TITLE:
Healing the Unconscious: Ethics, Shadow, and Catharsis in Practice
AUTHORS:
Chacko P. George
KEYWORDS:
Jungian Psychology, Archetypes, Estrophrodite-Androphrodite Theory, Neo-Jungian Framework, Personality Development, Identity Formation
JOURNAL NAME:
Psychology,
Vol.16 No.10,
October
27,
2025
ABSTRACT: This paper presents a psychoanalytic case study of a 58-year-old woman who developed adult-onset bedwetting following bladder removal surgery and urinary bypass reconstruction. While medically successful, the surgery coincided with the emergence of a recurring, symbol-laden dream that revealed deep connections between unresolved trauma in adolescence, recent moral conflict, and embodied distress. Using Freudian, Adlerian, Jungian, and Neo-Jungian interpretative frameworks, the dream is analyzed as a symbolic narrative through which unconscious tensions manifest in the body. The forest, rotten branches, and the male helper who transforms into a wild animal all reflect a psychic struggle between vulnerability, fear, and repressed desire. A central contribution of this paper is the integration of the author’s theory of the Estrophrodite-Androphrodite archetypes, which conceptualizes human development as a continuum of complementary polarities—life-giving and restraining, receptive and assertive—rather than negating opposites.
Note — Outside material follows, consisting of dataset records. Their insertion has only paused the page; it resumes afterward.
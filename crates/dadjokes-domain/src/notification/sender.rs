use async_trait::async_trait;
use serde::{Deserialize, Serialize};

use crate::shared::DomainError;

/// Notification message to be delivered
#[derive(Debug, Clone, PartialEq, Eq, Serialize, Deserialize)]
pub struct NotificationMessage {
    pub title: String,
    pub body: String,
}

impl NotificationMessage {
    pub fn new(title: impl Into<String>, body: impl Into<String>) -> Self {
        Self {
            title: title.into(),
            body: body.into(),
        }
    }
}

/// Delivers a message to the user right away.
#[async_trait]
pub trait NotificationSender: Send + Sync {
    async fn send(&self, message: &NotificationMessage) -> Result<(), DomainError>;
}
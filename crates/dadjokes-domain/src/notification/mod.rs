mod scheduler;
mod sender;

pub use scheduler::{NotificationKind, NotificationScheduler, ScheduledNotification};
pub use sender::{NotificationMessage, NotificationSender};
//! Calendar-day policy.
//!
//! Streaks, history retention and reminders all depend on what "today" means
//! for the user. The policy is injected so the boundary is explicit and tests
//! can move time around freely.

use chrono::{
    DateTime, Duration, FixedOffset, Local, LocalResult, NaiveDate, NaiveTime, Offset, TimeZone,
    Utc,
};
use std::sync::Mutex;

pub trait Calendar: Send + Sync {
    fn now(&self) -> DateTime<Utc>;

    /// The user's current calendar day.
    fn today(&self) -> NaiveDate;

    /// Instant at which `time` occurs on `date` in the user's calendar.
    fn at_local(&self, date: NaiveDate, time: NaiveTime) -> DateTime<Utc>;
}

/// Device-local calendar (follows the OS timezone, including DST changes).
#[derive(Debug, Default, Clone, Copy)]
pub struct SystemCalendar;

impl Calendar for SystemCalendar {
    fn now(&self) -> DateTime<Utc> {
        Utc::now()
    }

    fn today(&self) -> NaiveDate {
        Local::now().date_naive()
    }

    fn at_local(&self, date: NaiveDate, time: NaiveTime) -> DateTime<Utc> {
        let naive = date.and_time(time);
        match Local.from_local_datetime(&naive) {
            LocalResult::Single(dt) => dt.with_timezone(&Utc),
            LocalResult::Ambiguous(earliest, _) => earliest.with_timezone(&Utc),
            // Skipped by a DST jump: fire an hour later.
            LocalResult::None => Local
                .from_local_datetime(&(naive + Duration::hours(1)))
                .earliest()
                .map(|dt| dt.with_timezone(&Utc))
                .unwrap_or_else(|| Utc.from_utc_datetime(&naive)),
        }
    }
}

/// Calendar pinned to a fixed UTC offset, immune to device timezone changes.
#[derive(Debug, Clone, Copy)]
pub struct FixedOffsetCalendar {
    offset: FixedOffset,
}

impl FixedOffsetCalendar {
    pub fn new(offset: FixedOffset) -> Self {
        Self { offset }
    }

    pub fn utc() -> Self {
        Self::new(Utc.fix())
    }

    pub fn offset(&self) -> FixedOffset {
        self.offset
    }

    /// Calendar day `instant` falls on at this offset.
    pub fn day_of(&self, instant: DateTime<Utc>) -> NaiveDate {
        instant.with_timezone(&self.offset).date_naive()
    }
}

impl Calendar for FixedOffsetCalendar {
    fn now(&self) -> DateTime<Utc> {
        Utc::now()
    }

    fn today(&self) -> NaiveDate {
        self.day_of(Utc::now())
    }

    fn at_local(&self, date: NaiveDate, time: NaiveTime) -> DateTime<Utc> {
        let naive = date.and_time(time) - Duration::seconds(self.offset.local_minus_utc() as i64);
        Utc.from_utc_datetime(&naive)
    }
}

/// Hand-driven calendar for tests and replays. Interprets days in UTC.
#[derive(Debug)]
pub struct ManualCalendar {
    now: Mutex<DateTime<Utc>>,
}

impl ManualCalendar {
    pub fn new(now: DateTime<Utc>) -> Self {
        Self {
            now: Mutex::new(now),
        }
    }

    /// Calendar positioned at `time` on `date` (UTC).
    pub fn at(date: NaiveDate, time: NaiveTime) -> Self {
        Self::new(Utc.from_utc_datetime(&date.and_time(time)))
    }

    pub fn set(&self, now: DateTime<Utc>) {
        *self.lock() = now;
    }

    pub fn advance(&self, by: Duration) {
        let mut now = self.lock();
        *now += by;
    }

    pub fn advance_days(&self, days: i64) {
        self.advance(Duration::days(days));
    }

    fn lock(&self) -> std::sync::MutexGuard<'_, DateTime<Utc>> {
        self.now.lock().unwrap_or_else(|poisoned| poisoned.into_inner())
    }
}

impl Calendar for ManualCalendar {
    fn now(&self) -> DateTime<Utc> {
        *self.lock()
    }

    fn today(&self) -> NaiveDate {
        self.lock().date_naive()
    }

    fn at_local(&self, date: NaiveDate, time: NaiveTime) -> DateTime<Utc> {
        Utc.from_utc_datetime(&date.and_time(time))
    }
}
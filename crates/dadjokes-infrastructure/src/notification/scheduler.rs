use async_trait::async_trait;
use log::{debug, warn};
use std::sync::Arc;
use std::time::Duration;
use tokio::sync::Mutex;
use tokio::task::JoinHandle;

use dadjokes_domain::calendar::Calendar;
use dadjokes_domain::notification::{
    NotificationKind, NotificationScheduler, NotificationSender, ScheduledNotification,
};
use dadjokes_domain::shared::DomainError;

/// Schedules notifications as delayed tokio tasks that hand the message to a
/// sender once due. Triggers in the past fire immediately.
pub struct TokioNotificationScheduler {
    sender: Arc<dyn NotificationSender>,
    calendar: Arc<dyn Calendar>,
    pending: Mutex<Vec<(NotificationKind, JoinHandle<()>)>>,
}

impl TokioNotificationScheduler {
    pub fn new(sender: Arc<dyn NotificationSender>, calendar: Arc<dyn Calendar>) -> Self {
        Self {
            sender,
            calendar,
            pending: Mutex::new(Vec::new()),
        }
    }

    /// Number of scheduled notifications that have not fired yet.
    pub async fn pending_count(&self) -> usize {
        let mut pending = self.pending.lock().await;
        pending.retain(|(_, handle)| !handle.is_finished());
        pending.len()
    }
}

#[async_trait]
impl NotificationScheduler for TokioNotificationScheduler {
    async fn schedule(&self, notification: ScheduledNotification) -> Result<(), DomainError> {
        let delay = (notification.trigger_at - self.calendar.now())
            .to_std()
            .unwrap_or(Duration::ZERO);
        debug!(
            "[notify] scheduling {} '{}' in {}s",
            notification.kind,
            notification.message.title,
            delay.as_secs()
        );

        let kind = notification.kind;
        let sender = self.sender.clone();
        let handle = tokio::spawn(async move {
            if !delay.is_zero() {
                tokio::time::sleep(delay).await;
            }
            if let Err(e) = sender.send(&notification.message).await {
                warn!(
                    "[notify] failed to deliver '{}': {}",
                    notification.message.title, e
                );
            }
        });

        let mut pending = self.pending.lock().await;
        pending.retain(|(_, h)| !h.is_finished());
        pending.push((kind, handle));
        Ok(())
    }

    async fn cancel(&self, kind: NotificationKind) -> Result<(), DomainError> {
        let mut pending = self.pending.lock().await;
        let before = pending.len();
        pending.retain(|(pending_kind, handle)| {
            if *pending_kind == kind {
                handle.abort();
                false
            } else {
                true
            }
        });
        debug!(
            "[notify] cancelled {} pending {} notifications",
            before - pending.len(),
            kind
        );
        Ok(())
    }
}
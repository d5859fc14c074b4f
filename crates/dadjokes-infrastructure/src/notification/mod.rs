mod log_sender;
mod scheduler;

pub use log_sender::LogNotificationSender;
pub use scheduler::TokioNotificationScheduler;
pub mod dtos;
pub mod services;
// Domain layer - Pure business logic
// No dependencies on infrastructure or application layers

pub mod achievement;
pub mod calendar;
pub mod collection;
pub mod entitlement;
pub mod history;
pub mod merge;
pub mod notification;
pub mod preferences;
pub mod remote;
pub mod shared;
pub mod state;
pub mod storage;
pub mod streak;

// Re-exports for convenience
pub use shared::{CollectionId, DomainError, JokeId, UserId};
pub use state::UserState;
use chrono::NaiveTime;
use serde::{Deserialize, Serialize};

use crate::shared::DomainError;

#[derive(Debug, Clone, Copy, Default, PartialEq, Eq, Serialize, Deserialize)]
#[serde(rename_all = "snake_case")]
pub enum Theme {
    #[default]
    System,
    Light,
    Dark,
}

#[derive(Debug, Clone, PartialEq, Eq, Serialize, Deserialize)]
#[serde(rename_all = "camelCase", default)]
pub struct UserPreferences {
    pub notifications_enabled: bool,
    pub reminder_time: NaiveTime,
    pub preferred_categories: Vec<String>,
    pub theme: Theme,
    pub haptics_enabled: bool,
}

impl Default for UserPreferences {
    fn default() -> Self {
        Self {
            notifications_enabled: true,
            reminder_time: NaiveTime::from_hms_opt(9, 0, 0).unwrap_or(NaiveTime::MIN),
            preferred_categories: Vec::new(),
            theme: Theme::System,
            haptics_enabled: true,
        }
    }
}

impl UserPreferences {
    pub fn validate(&self) -> Result<(), DomainError> {
        if self
            .preferred_categories
            .iter()
            .any(|c| c.trim().is_empty())
        {
            return Err(DomainError::InvalidInput(
                "Preferred categories cannot be blank".to_string(),
            ));
        }
        Ok(())
    }

    /// Same preferences without blank or padded category names.
    pub fn sanitized(mut self) -> Self {
        self.preferred_categories = self
            .preferred_categories
            .into_iter()
            .map(|c| c.trim().to_string())
            .filter(|c| !c.is_empty())
            .collect();
        self
    }
}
The dream is understood as a dramatization of these archetypal polarities in conflict, with the unresolved shadow producing somatization in the form of bedwetting. Drawing also from Bessel van der Kolk’s trauma research (van der Kolk, 2014), the case highlights how the body “keeps the score” when emotional integration is blocked by guilt, cultural prohibitions, or unprocessed memories. Ultimately, the study argues for a therapeutic approach that does not merely treat symptoms but addresses the deeper symbolic and archetypal conflicts that underlie psychosomatic distress. By integrating classical psychoanalysis, Jungian archetypal psychology, and Neo-Jungian developments with Biblical and cultural perspectives, this research contributes to a holistic understanding of trauma, symbolism, and healing.